The company is considering negotiating a “mitigation agreement” with the US government – as Alcatel of France did when it bought Lucent in 2006 – in order to show its willingness to co-operate with the US. Such agreements, which are usually classified, include strict security procedures and in some cases the creation of an advisory panel consisting of US citizens to oversee sensitive operations in the country.
When Huawei was asked about its willingness to enter a mitigation agreement, it said it was “open to exploring options to address concerns” of the US government.
Huawei had to abandon a 2008 joint bid to take over 3Com after it became clear that the deal would be blocked on national security grounds by the then administration led by George W. Bush .
Since then, people familiar with the issue say, some US officials who are wary of the company have been frustrated by Huawei’s ability to secure contracts with US telecommunications groups, such as Clearwire and Cox Communications.
Huawei has said it has no connection to the Chinese military. But Ren Zhengfei, its founder, is a former soldier in the PLA.
A committee of US government agencies known as Cfius can legally block acquisitions of sensitive US assets by foreign companies if it deems that the deals pose a threat to security. But there is no legal mechanism for the government to block Huawei or other companies from expanding their businesses in the US.
“One thing people are struggling with is [US government officials] would prefer American companies not to buy Huawei equipment,” said James Lewis, a senior fellow at the Center for Strategic and International Studies.
Charlie Chen, senior vice-president of marketing at Huawei Technologies (USA), said in a written response to questions by the Financial Times: “We are aware that some in the US government have expressed concerns about Huawei and we will work diligently to address those concerns.”

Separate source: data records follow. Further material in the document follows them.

/// Testing utilities for Cogwork
///
/// Provides:
/// - Test data generators
/// - Executor scaffolding over a scratch database
/// - Tracing initialization for test runs

pub mod env;
pub mod generators;

pub use env::*;
pub use generators::*;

It is far from certain whether Huawei’s campaign will be successful. Google’s decision to shut down its Chinese-language portal after it said it had been the victim of hacking attacks from China has increased tensions over alleged Chinese hacking and – in the case of Huawei – some privately held fears within the US government over spying.

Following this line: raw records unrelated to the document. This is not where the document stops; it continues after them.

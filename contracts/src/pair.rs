// Lending pair
//
// A pair binds a borrowable asset, a collateral token, and a price oracle
// under one risk tier. Instances are created only by the factory, from the
// tier's blueprint; the on-chain code is a two-byte non-executable runtime
// marker while behavior is served natively.

use alloy_primitives::{Address, Bytes, U256};
use alloy_sol_types::{sol, sol_data, SolCall, SolType, SolValue};
use anyhow::{anyhow, bail, Result};
use evm::{CallContext, EvmExecutor, Host, NativeContract, NativeOutcome};

use crate::blueprint::{initcode_for_runtime, BlueprintError};
use crate::tier::{RiskTier, TierParameters};

sol! {
    /// Pair identity and tier parameter surface
    interface ICogPair {
        function asset() external view returns (address);
        function collateral() external view returns (address);
        function oracle() external view returns (address);
        function risk_tier() external view returns (uint8);
        function collateralization_rate() external view returns (uint256);
        function liquidation_multiplier() external view returns (uint256);
        function minimum_interest_per_second() external view returns (uint256);
        function maximum_interest_per_second() external view returns (uint256);
    }
}

/// Gas cost for the view surface
const VIEW_GAS: u64 = 3_000;

/// Runtime marker a pair blueprint deploys: the invalid opcode followed by
/// the tier tag, so direct execution always halts
pub fn pair_runtime(tier: RiskTier) -> [u8; 2] {
    [0xfe, tier.tag()]
}

/// Initcode stored in a tier's blueprint
pub fn pair_initcode(tier: RiskTier) -> Result<Bytes, BlueprintError> {
    initcode_for_runtime(&pair_runtime(tier))
}

/// Pair state
pub struct CogPair {
    asset: Address,
    collateral: Address,
    oracle: Address,
    tier: RiskTier,
    params: TierParameters,
}

impl CogPair {
    pub fn new(asset: Address, collateral: Address, oracle: Address, tier: RiskTier) -> Self {
        Self {
            asset,
            collateral,
            oracle,
            tier,
            params: tier.parameters(),
        }
    }
}

impl NativeContract for CogPair {
    fn call(
        &mut self,
        _host: &mut dyn Host,
        _ctx: &CallContext,
        input: &Bytes,
    ) -> Result<NativeOutcome> {
        if input.len() < 4 {
            bail!("input too short");
        }
        let selector = &input[..4];

        let output = match selector {
            sel if sel == ICogPair::assetCall::SELECTOR => self.asset.abi_encode(),
            sel if sel == ICogPair::collateralCall::SELECTOR => self.collateral.abi_encode(),
            sel if sel == ICogPair::oracleCall::SELECTOR => self.oracle.abi_encode(),
            sel if sel == ICogPair::risk_tierCall::SELECTOR => {
                sol_data::Uint::<8>::abi_encode(&self.tier.tag())
            }
            sel if sel == ICogPair::collateralization_rateCall::SELECTOR => {
                U256::from(self.params.collateralization_rate).abi_encode()
            }
            sel if sel == ICogPair::liquidation_multiplierCall::SELECTOR => {
                U256::from(self.params.liquidation_multiplier).abi_encode()
            }
            sel if sel == ICogPair::minimum_interest_per_secondCall::SELECTOR => {
                U256::from(self.params.minimum_interest_per_second).abi_encode()
            }
            sel if sel == ICogPair::maximum_interest_per_secondCall::SELECTOR => {
                U256::from(self.params.maximum_interest_per_second).abi_encode()
            }
            _ => return Err(anyhow!("unknown function selector: {:?}", selector)),
        };

        Ok(NativeOutcome::new(Bytes::from(output), VIEW_GAS))
    }
}

/// Handle to a deployed pair
#[derive(Debug, Clone, Copy, PartialEq, Eq)]
pub struct Pair {
    address: Address,
}

impl Pair {
    /// Bind a handle to a deployed pair address
    pub fn at(address: Address) -> Self {
        Self { address }
    }

    /// The pair's address
    pub fn address(&self) -> Address {
        self.address
    }

    pub fn asset(&self, executor: &mut EvmExecutor) -> Result<Address> {
        let output = executor.view_call(self.address, ICogPair::assetCall {}.abi_encode().into())?;
        Ok(Address::abi_decode(&output, true)?)
    }

    pub fn collateral(&self, executor: &mut EvmExecutor) -> Result<Address> {
        let output =
            executor.view_call(self.address, ICogPair::collateralCall {}.abi_encode().into())?;
        Ok(Address::abi_decode(&output, true)?)
    }

    pub fn oracle(&self, executor: &mut EvmExecutor) -> Result<Address> {
        let output = executor.view_call(self.address, ICogPair::oracleCall {}.abi_encode().into())?;
        Ok(Address::abi_decode(&output, true)?)
    }

    pub fn risk_tier(&self, executor: &mut EvmExecutor) -> Result<RiskTier> {
        let output =
            executor.view_call(self.address, ICogPair::risk_tierCall {}.abi_encode().into())?;
        let tag = sol_data::Uint::<8>::abi_decode(&output, true)?;
        RiskTier::from_tag(tag).ok_or_else(|| anyhow!("pair reported unknown tier tag {tag}"))
    }

    pub fn collateralization_rate(&self, executor: &mut EvmExecutor) -> Result<U256> {
        let output = executor.view_call(
            self.address,
            ICogPair::collateralization_rateCall {}.abi_encode().into(),
        )?;
        Ok(U256::abi_decode(&output, true)?)
    }

    pub fn liquidation_multiplier(&self, executor: &mut EvmExecutor) -> Result<U256> {
        let output = executor.view_call(
            self.address,
            ICogPair::liquidation_multiplierCall {}.abi_encode().into(),
        )?;
        Ok(U256::abi_decode(&output, true)?)
    }

    pub fn minimum_interest_per_second(&self, executor: &mut EvmExecutor) -> Result<U256> {
        let output = executor.view_call(
            self.address,
            ICogPair::minimum_interest_per_secondCall {}.abi_encode().into(),
        )?;
        Ok(U256::abi_decode(&output, true)?)
    }

    pub fn maximum_interest_per_second(&self, executor: &mut EvmExecutor) -> Result<U256> {
        let output = executor.view_call(
            self.address,
            ICogPair::maximum_interest_per_secondCall {}.abi_encode().into(),
        )?;
        Ok(U256::abi_decode(&output, true)?)
    }
}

According to a person who was briefed by the company, Huawei has hired Electronic Warfare Associates, a group that, according to its website, conducts “network security assessment”. Mr Chen said the company was “talking with third party experts” in its effort to address questions regarding security and reliability, but would not comment specifically on its work with EWA.
“The Google situation has no bearing on our business activities whatsoever,” Mr Chen said.